Regarding firmware updates: A lot of users report that the firmware update failed for them. Furthermore, Samsung only offers its update software for Windows for the SSD I have. Its Linux version only supports certain business SSDs, the Windows version only certain consumer SSDs. Unfortunately, I don't have business SSD (and no Windows installation which I'm frankly rather glad about, most of the time). There seems to be a way to do the update anyways but it's rather hacky. To top it all off, I don't even know whether the firmware update fixes the problem.

Best Answer

I found the solution.

I tried fstrim with explicit statements of the partitions as a weekly cronjob shortly after I posted the answer but didn't know whether it was safe. Furthermore, I didn't know whether someone would have a better answer. Therefore, I didn't post it as an answer myself.

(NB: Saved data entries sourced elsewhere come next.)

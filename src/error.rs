//! Error types for the grid indexer and configuration layer

use thiserror::Error;

/// Raised by the grid indexer when an id or coordinate falls outside the grid.
#[derive(Error, Debug, Clone, Copy, PartialEq, Eq)]
pub enum GridError {
    #[error("cell id {id} out of range (grid has {total} cells)")]
    IdOutOfRange { id: u32, total: u32 },

    #[error(
        "coordinate (day {day}, weight step {weight_step}, hour {hour}) out of range \
         for grid {days}x{weight_steps}x{hours}"
    )]
    CoordinateOutOfRange {
        day: u32,
        weight_step: u32,
        hour: u32,
        days: u32,
        weight_steps: u32,
        hours: u32,
    },

    #[error("day {day} past {base} is not a representable date")]
    DateOutOfRange { base: chrono::NaiveDate, day: u32 },
}

/// Crate-level error context carried inside an `error_stack::Report`.
#[derive(Error, Debug, Clone, PartialEq)]
pub enum BetCubeError {
    #[error("failed to parse pool config")]
    ConfigParse,

    #[error("invalid pool config: {0}")]
    InvalidConfig(String),
}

I just looked at the contents of the folder /etc/cron.weekly where I placed a file containing the command because I wanted to execute it manually after filling my entire disk with data today and having deleted a lot of it a few minutes ago. I didn't remember the command, so I just went where I put it. However, after executing ll I found 2 files with names leading me to believe that it was my script.

The other file wasn't put there by me so it's almost certainly delivered with Ubuntu. It's called fstrim and these are its contents:

#!/bin/sh
# trim all mounted file systems which support it
/sbin/fstrim --all || true

After deleting my own script, I executed the script which came with Ubuntu because its clearly better. It felt like it took about a minute to execute which is what I'd expect from it trimming 36 GB. When I executed it a second time, it returned immediately, indicating that it did actually trim the first time.

I already sha256summed all the files in my home folder before trimming the first time, sha256summed all of them after the first trim, and found no unexpected changes (well, obviously, the contents of ~/.cache and ~/.mozilla changed as I used Firefox in the meantime) when comparing the files containing the sha256sums via Meld. I therefore concluded that it's probably safe.